This is a missed optimization; the branchless code is safe for both C++ source versions.
In Why is gcc allowed to speculatively load from a struct? GCC actually is speculatively loading both struct members through a pointer even though the C source only references one or the other. So at least GCC developers have decided that this optimization is 100% safe, in their interpretation of the C and C++ standards (I think that's intentional, not a bug). Clang generates a 0 or 1 index to choose which int
to load, so clang is still just as reluctant as in your case to invent a load. (C vs C++: same asm with or without -xc
, with a version of the source ported to work as either: https://godbolt.org/z/6oPKKd)
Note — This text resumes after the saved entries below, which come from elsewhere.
use std::{
    cell::{Cell, RefCell},
    fmt,
    rc::{Rc, Weak},
};

use crate::{
    binding::{Binding, ResolutionOptions},
    binding_filter::{BindingComparator, BindingFilter},
    context::Context,
    errors::{ContextError, ResolutionError, ResolutionErrorKind},
    resolution_session::ResolutionSession,
    resolver::getter::Getter,
    subscription::{ContextEvent, ContextEventType, ContextObserver, Subscription},
    types::Instance,
    value_promise::{resolve_list, Resolved, ValueOrPromise},
};

/// Emitted by a [ContextView] to its listeners
#[derive(Clone)]
pub enum ContextViewEvent {
    Bind(Binding),
    Unbind(Binding),
    Refresh,
    Resolve(Vec<Instance>),
    Close,
}

impl fmt::Debug for ContextViewEvent {
    fn fmt(&self, f: &mut fmt::Formatter<'_>) -> fmt::Result {
        match self {
            ContextViewEvent::Bind(binding) => f.debug_tuple("Bind").field(&binding.key()).finish(),
            ContextViewEvent::Unbind(binding) => f.debug_tuple("Unbind").field(&binding.key()).finish(),
            ContextViewEvent::Refresh => f.write_str("Refresh"),
            ContextViewEvent::Resolve(values) => f.debug_tuple("Resolve").field(&values.len()).finish(),
            ContextViewEvent::Close => f.write_str("Close"),
        }
    }
}

/// Live query over the bindings of a context chain.
///
/// Matching bindings and their values are cached until a context of the chain
/// changes, which is checked on every read. Observed bind and unbind events are
/// reported to the view listeners once the context drains its notifications.
/// Values are always resolved with a fresh session.
///
/// The view stops observing when its last handle is dropped.
#[derive(Clone)]
pub struct ContextView(Rc<ViewInner>);

struct ViewInner {
    context: Context,
    filter: BindingFilter,
    comparator: Option<BindingComparator>,
    cached_bindings: RefCell<Option<Vec<Binding>>>,
    cached_values: RefCell<Option<Vec<Instance>>>,
    /// Revisions of the context chain the caches were filled at
    revisions: RefCell<Vec<u64>>,
    subscription: RefCell<Option<Subscription>>,
    listeners: RefCell<Vec<(u64, Rc<dyn Fn(&ContextViewEvent)>)>>,
    next_listener_id: Cell<u64>,
}

impl Drop for ViewInner {
    fn drop(&mut self) {
        if let Some(subscription) = self.subscription.get_mut().take() {
            subscription.unsubscribe();
        }
    }
}

/// Forwards context events to a view without keeping it alive
struct ViewObserver {
    view: Weak<ViewInner>,
    filter: BindingFilter,
}

impl ContextObserver for ViewObserver {
    fn filter(&self) -> Option<&BindingFilter> {
        Some(&self.filter)
    }

    fn observe(&self, event: &ContextEvent) -> Resolved<()> {
        if let Some(view) = self.view.upgrade() {
            ContextView(view).observe(event);
        }
        Ok(ValueOrPromise::Value(()))
    }
}

impl ContextView {
    /// Creates a closed view, see [ContextView::open]
    pub fn new(ctx: &Context, filter: BindingFilter, comparator: Option<BindingComparator>) -> Self {
        ContextView(Rc::new(ViewInner {
            context: ctx.clone(),
            filter,
            comparator,
            cached_bindings: RefCell::new(None),
            cached_values: RefCell::new(None),
            revisions: RefCell::new(Vec::new()),
            subscription: RefCell::new(None),
            listeners: RefCell::new(Vec::new()),
            next_listener_id: Cell::new(0),
        }))
    }

    pub fn context(&self) -> &Context {
        &self.0.context
    }

    /// Starts observing the context chain
    pub fn open(&self) {
        if self.is_open() {
            return;
        }
        let observer = ViewObserver {
            view: Rc::downgrade(&self.0),
            filter: self.0.filter.clone(),
        };
        let subscription = self.0.context.subscribe(Rc::new(observer));
        *self.0.subscription.borrow_mut() = Some(subscription);
    }

    pub fn is_open(&self) -> bool {
        self.0.subscription.borrow().is_some()
    }

    /// Stops observing and drops the caches
    pub fn close(&self) {
        let subscription = self.0.subscription.borrow_mut().take();
        let Some(subscription) = subscription else {
            return;
        };
        subscription.unsubscribe();
        self.clear();
        self.emit(&ContextViewEvent::Close);
    }

    /// Matching bindings, sorted by the comparator if there is one
    pub fn bindings(&self) -> Vec<Binding> {
        self.revalidate();
        if let Some(bindings) = self.0.cached_bindings.borrow().as_ref() {
            return bindings.clone();
        }
        let mut bindings = self.0.context.find(self.0.filter.clone());
        if let Some(comparator) = &self.0.comparator {
            bindings.sort_by(|a, b| comparator(a, b));
        }
        *self.0.cached_bindings.borrow_mut() = Some(bindings.clone());
        bindings
    }

    /// Marks the view stale
    pub fn refresh(&self) {
        tracing::debug!(context = self.0.context.name(), "Refreshing context view");
        self.clear();
        self.emit(&ContextViewEvent::Refresh);
    }

    /// Drops the caches if a context of the chain changed since they were filled
    fn revalidate(&self) {
        let revisions: Vec<u64> = self.0.context.chain().map(|ctx| ctx.revision()).collect();
        if *self.0.revisions.borrow() == revisions {
            return;
        }
        self.clear();
        *self.0.revisions.borrow_mut() = revisions;
    }

    fn clear(&self) {
        *self.0.cached_bindings.borrow_mut() = None;
        *self.0.cached_values.borrow_mut() = None;
    }

    /// Resolves the values of the matching bindings, dropping absent ones.
    ///
    /// The caller's session is not continued, so unrelated consumers of the same
    /// view never look like a circular dependency.
    pub fn resolve(&self, session: Option<&ResolutionSession>) -> Resolved<Vec<Instance>> {
        self.revalidate();
        if let Some(values) = self.0.cached_values.borrow().as_ref() {
            return Ok(ValueOrPromise::Value(values.clone()));
        }
        tracing::trace!(
            context = self.0.context.name(),
            caller = session.map(ResolutionSession::get_resolution_path),
            "Resolving context view"
        );
        let context = self.0.context.clone();
        let values = resolve_list(
            self.bindings()
                .into_iter()
                .map(|binding| binding.get_value(&context, ResolutionOptions::default())),
        )?;

        let view = self.clone();
        values.map(move |values| {
            let values: Vec<Instance> = values.into_iter().flatten().collect();
            *view.0.cached_values.borrow_mut() = Some(values.clone());
            view.emit(&ContextViewEvent::Resolve(values.clone()));
            Ok(values)
        })
    }

    pub async fn values(&self) -> Result<Vec<Instance>, ContextError> {
        self.resolve(None)?.await
    }

    pub fn values_sync(&self) -> Result<Vec<Instance>, ContextError> {
        match self.resolve(None)? {
            ValueOrPromise::Value(values) => Ok(values),
            ValueOrPromise::Promise(_) => Err(ResolutionError::new(
                ResolutionErrorKind::AsyncInSync,
                "Cannot resolve the context view synchronously: a value is a promise",
                &self.0.context,
                None,
                None,
            )
            .into()),
        }
    }

    /// The only value of the view, `None` if there is none
    pub async fn single_value(&self) -> Result<Option<Instance>, ContextError> {
        let mut values = self.values().await?;
        if values.len() > 1 {
            return Err(ContextError::MultipleValues(values.len()));
        }
        Ok(values.pop())
    }

    /// Getter resolving the current values on every call
    pub fn as_getter(&self, session: Option<&ResolutionSession>) -> Getter<Vec<Instance>> {
        let view = self.clone();
        let session = session.cloned();
        Getter::new(move || view.resolve(session.as_ref()))
    }

    pub fn on_event(&self, listener: impl Fn(&ContextViewEvent) + 'static) -> u64 {
        let id = self.0.next_listener_id.get();
        self.0.next_listener_id.set(id + 1);
        self.0.listeners.borrow_mut().push((id, Rc::new(listener)));
        id
    }

    pub fn remove_event_listener(&self, id: u64) -> bool {
        let mut listeners = self.0.listeners.borrow_mut();
        let before = listeners.len();
        listeners.retain(|(listener_id, _)| *listener_id != id);
        listeners.len() != before
    }

    fn observe(&self, event: &ContextEvent) {
        self.refresh();
        let event = match event.event_type {
            ContextEventType::Bind => ContextViewEvent::Bind(event.binding.clone()),
            ContextEventType::Unbind => ContextViewEvent::Unbind(event.binding.clone()),
        };
        self.emit(&event);
    }

    fn emit(&self, event: &ContextViewEvent) {
        let listeners: Vec<_> = self
            .0
            .listeners
            .borrow()
            .iter()
            .map(|(_, listener)| listener.clone())
            .collect();
        for listener in listeners {
            listener(event);
        }
    }
}

impl fmt::Debug for ContextView {
    fn fmt(&self, f: &mut fmt::Formatter<'_>) -> fmt::Result {
        f.debug_struct("ContextView")
            .field("context", &self.0.context.name())
            .field("filter", &self.0.filter)
            .field("open", &self.is_open())
            .finish()
    }
}

#[cfg(test)]
mod tests {
    use futures::executor::block_on;
    use pretty_assertions::assert_eq;

    use super::*;
    use crate::binding_filter::compare_bindings_by_tag;

    fn numbers(values: Vec<Instance>) -> Vec<u32> {
        values.iter().map(|v| *v.downcast::<u32>().unwrap()).collect()
    }

    #[test]
    fn follows_the_chain_without_draining() {
        let parent = Context::new("parent");
        let child = Context::with_parent(&parent, "child");
        parent.bind("one").unwrap().to(1u32).tag("number");
        let view = child.create_view(BindingFilter::by_tag("number"), None);
        assert_eq!(numbers(view.values_sync().unwrap()), vec![1]);

        child.bind("two").unwrap().to(2u32).tag("number");
        parent.bind("ignored").unwrap().to(3u32);
        assert_eq!(numbers(block_on(view.values()).unwrap()), vec![2, 1]);

        parent.bind("late").unwrap().to(4u32);
        assert_eq!(numbers(view.values_sync().unwrap()), vec![2, 1]);
        parent.get_binding("late").unwrap().tag("number");
        parent.unbind("one").unwrap();
        assert_eq!(numbers(view.values_sync().unwrap()), vec![2, 4]);

        child.get_binding("two").unwrap().to(20u32);
        assert_eq!(numbers(view.values_sync().unwrap()), vec![20, 4]);
    }

    #[test]
    fn dropped_views_stop_observing() {
        let ctx = Context::new("app");
        for _ in 0..5 {
            let view = ctx.create_view(BindingFilter::by_tag("x"), None);
            view.bindings();
        }
        assert_eq!(ctx.observer_count(), 0);

        let view = ctx.create_view(BindingFilter::by_tag("x"), None);
        let getter = view.as_getter(None);
        drop(view);
        assert_eq!(ctx.observer_count(), 1, "the getter keeps the view alive");
        drop(getter);
        assert_eq!(ctx.observer_count(), 0);

        ctx.bind("a").unwrap().to(1u32).tag("x");
        block_on(ctx.wait_until_pending_notifications_done()).unwrap();
    }

    #[test]
    fn sorts_with_comparator_and_propagates_failures() {
        let ctx = Context::new("app");
        ctx.bind("b").unwrap().to(2u32).tag_value("group", "second");
        ctx.bind("a").unwrap().to(1u32).tag_value("group", "first");
        ctx.bind("gone").unwrap().to_alias("missing").tag_value("group", "first");

        let order = vec!["first".to_string(), "second".to_string()];
        let view = ContextView::new(
            &ctx,
            BindingFilter::by_tag("group"),
            Some(compare_bindings_by_tag("group", order)),
        );
        let keys: Vec<_> = view.bindings().iter().map(|b| b.key().to_string()).collect();
        assert_eq!(keys, vec!["a", "gone", "b"]);
        assert!(view.values_sync().is_err(), "required alias target is missing");

        ctx.unbind("gone").unwrap();
        assert_eq!(numbers(view.values_sync().unwrap()), vec![1, 2]);
    }

    #[test]
    fn single_value_rejects_multiple_matches() {
        let ctx = Context::new("app");
        ctx.bind("a").unwrap().to(1u32).tag("x");
        let view = ctx.create_view(BindingFilter::by_tag("x"), None);
        assert_eq!(numbers(vec![block_on(view.single_value()).unwrap().unwrap()]), vec![1]);

        ctx.bind("b").unwrap().to(2u32).tag("x");
        assert!(matches!(
            block_on(view.single_value()),
            Err(ContextError::MultipleValues(2))
        ));
    }

    #[test]
    fn emits_view_events_and_closes() {
        let ctx = Context::new("app");
        let view = ctx.create_view(BindingFilter::by_tag("x"), None);
        let seen = Rc::new(RefCell::new(Vec::new()));
        let sink = seen.clone();
        view.on_event(move |event| sink.borrow_mut().push(format!("{event:?}")));

        ctx.bind("a").unwrap().to(1u32).tag("x");
        block_on(ctx.wait_until_pending_notifications_done()).unwrap();
        view.values_sync().unwrap();
        view.close();
        assert!(!view.is_open());

        assert_eq!(
            *seen.borrow(),
            vec!["Refresh", "Bind(\"a\")", "Resolve(1)", "Close"]
        );
    }
}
The obvious difference in your asm is that the pointer version avoids access to a->y
if a->x != 0
, and that this only matters for correctness1 if a->y
was in an unmapped page; you're right about that being the relevant corner case.
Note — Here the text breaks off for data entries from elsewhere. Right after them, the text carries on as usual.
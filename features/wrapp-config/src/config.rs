use std::{any::type_name, fmt, ops::Deref, rc::Rc, sync::Arc};

use serde::de::DeserializeOwned;
use wrapp_context::Instance;

use crate::errors::ConfigError;

/// A typed view of a configuration value
///
/// Configuration bound as the type itself is shared as is. JSON configuration is
/// deserialized into `T`.
///
/// # Example
/// ```rust
/// use serde::Deserialize;
/// use wrapp_config::ContextConfigExt;
/// use wrapp_context::Context;
///
/// #[derive(Deserialize)]
/// struct RestConfig {
///     port: u16,
/// }
///
/// let ctx = Context::new("app");
/// ctx.configure("servers.rest")
///     .unwrap()
///     .to(serde_json::json!({ "port": 3000 }));
///
/// let config = ctx
///     .get_config_sync_as::<RestConfig>("servers.rest", None)
///     .unwrap()
///     .unwrap();
/// assert_eq!(config.port, 3000);
/// ```
pub struct Config<T> {
    inner: Rc<T>,
}

impl<T> Deref for Config<T> {
    type Target = T;

    fn deref(&self) -> &Self::Target {
        &self.inner
    }
}

impl<T> Clone for Config<T> {
    fn clone(&self) -> Self {
        Config {
            inner: self.inner.clone(),
        }
    }
}

impl<T: fmt::Debug> fmt::Debug for Config<T> {
    fn fmt(&self, f: &mut fmt::Formatter<'_>) -> fmt::Result {
        f.debug_tuple("Config").field(&self.inner).finish()
    }
}

impl<T> Config<T> {
    pub fn new(value: T) -> Self {
        Config {
            inner: Rc::new(value),
        }
    }

    pub fn inner(&self) -> Rc<T> {
        self.inner.clone()
    }

    pub fn into_inner(self) -> Rc<T> {
        self.inner
    }
}

impl<T: DeserializeOwned + 'static> Config<T> {
    /// Reads the configuration of `key` from a resolved value
    pub fn from_instance(key: &str, value: &Instance) -> Result<Self, ConfigError> {
        if let Ok(inner) = value.downcast::<T>() {
            return Ok(Config { inner });
        }
        let json = value
            .downcast::<serde_json::Value>()
            .map_err(|actual| ConfigError::Mismatch {
                key: key.to_string(),
                required: type_name::<T>(),
                actual,
            })?;
        let inner = T::deserialize(&*json).map_err(|error| ConfigError::Deserialize {
            key: key.to_string(),
            error: Arc::new(error),
        })?;
        Ok(Config::new(inner))
    }
}

#[cfg(test)]
mod tests {
    use pretty_assertions::assert_eq;
    use serde::Deserialize;
    use serde_json::json;

    use super::*;

    #[derive(Debug, Deserialize, PartialEq)]
    struct Limits {
        max: u32,
        #[serde(default)]
        burst: u32,
    }

    #[test]
    fn shares_typed_values() {
        let value = Instance::new(Limits { max: 3, burst: 1 });
        let config = Config::<Limits>::from_instance("limits", &value).unwrap();
        assert!(Rc::ptr_eq(&config.inner(), &value.downcast::<Limits>().unwrap()));
    }

    #[test]
    fn deserializes_json() {
        let value = Instance::new(json!({ "max": 10 }));
        let config = Config::<Limits>::from_instance("limits", &value).unwrap();
        assert_eq!(*config, Limits { max: 10, burst: 0 });
    }

    #[test]
    fn reports_what_could_not_be_read() {
        let err = Config::<Limits>::from_instance("limits", &Instance::new(json!({ "max": "ten" })))
            .unwrap_err();
        assert!(matches!(err, ConfigError::Deserialize { ref key, .. } if key == "limits"));

        let err = Config::<Limits>::from_instance("limits", &Instance::new(7u8)).unwrap_err();
        assert!(matches!(err, ConfigError::Mismatch { actual: "u8", .. }));
    }
}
But ISO C++ doesn't allow partial objects. The page-boundary setup in your example is I'm pretty sure undefined behaviour. In a path of execution that reads a->x
, the compiler can assume it's safe to also read a->y
.
This would of course not be the case for int *p;
and p[0] || p[1]
, because it's totally valid to have an implicit-length 0-terminated array that happens to be 1 element long, in the last 4 bytes of a page.
As @Nate suggested in comments, perhaps clang simply doesn't take advantage of that ISO C++ fact when optimizing; maybe it does internally transform to something more like an array by the time it's considering this "if-conversion" type of optimization (branchy to branchless). Or maybe LLVM just don't let itself invent loads through pointers.
It can always do it for reference args because references are guaranteed non-NULL. It would be "even more" UB for the caller to do nonzero_ref(*ppt)
, like in your partial-object example, because in C++ terms we're dereferencing a pointer to the whole object.
An experiment: deref the pointer to get a full tmp object
bool nonzero_ptr_full_deref(Point const* pa) {
Point a = *pa;
return a.x || a.y;
}
https://godbolt.org/z/ejrn9h - compiles branchlessly, same as nonzero_ref
. Not sure what / how much this tells us. This is what I expected, given that it makes access to a->y
effectively unconditional in the C++ source.
Footnote 1: Like all mainstream ISAs, x86-64 doesn't do hardware race detection, so the possibility of loading something another thread might be writing only matters for performance, and then only if the full struct is split across a cache-line boundary since we're already reading one member. If the object doesn't span a cache line, any false-sharing performance effect is already incurred.
Making asm like this doesn't "introduce data-race UB" because x86 asm has well-defined behaviour for this possibility, unlike ISO C++. The asm works for any possible value loaded from [rdi+4]
so it correctly implements the semantics of the C++ source. Inventing reads is thread-safe, unlike writes, and is allowed because it's not volatile
so the access isn't a visible side-effect. The only question is whether the pointer must point to a full valid Point
object.
Part of data races (on non-atomic
objects) being Undefined Behaviour is to allow for C++ implementations on hardware with race detection. Another is to allow compilers to assume that it's safe to reload something they accessed once, and expect the same value unless there's an acquire or seq_cst load between the two points. Even making code that would crash if the 2nd load differed from the first. That's irrelevant in this case because we're not talking about turning 1 access into 2 (instead 0 into 1 whose value may not matter), but is why roll-your-own atomics (e.g. in the Linux kernel) need to use volatile*
casts for ACCESS_ONCE
(https://lwn.net/Articles/793253/#Invented%20Loads).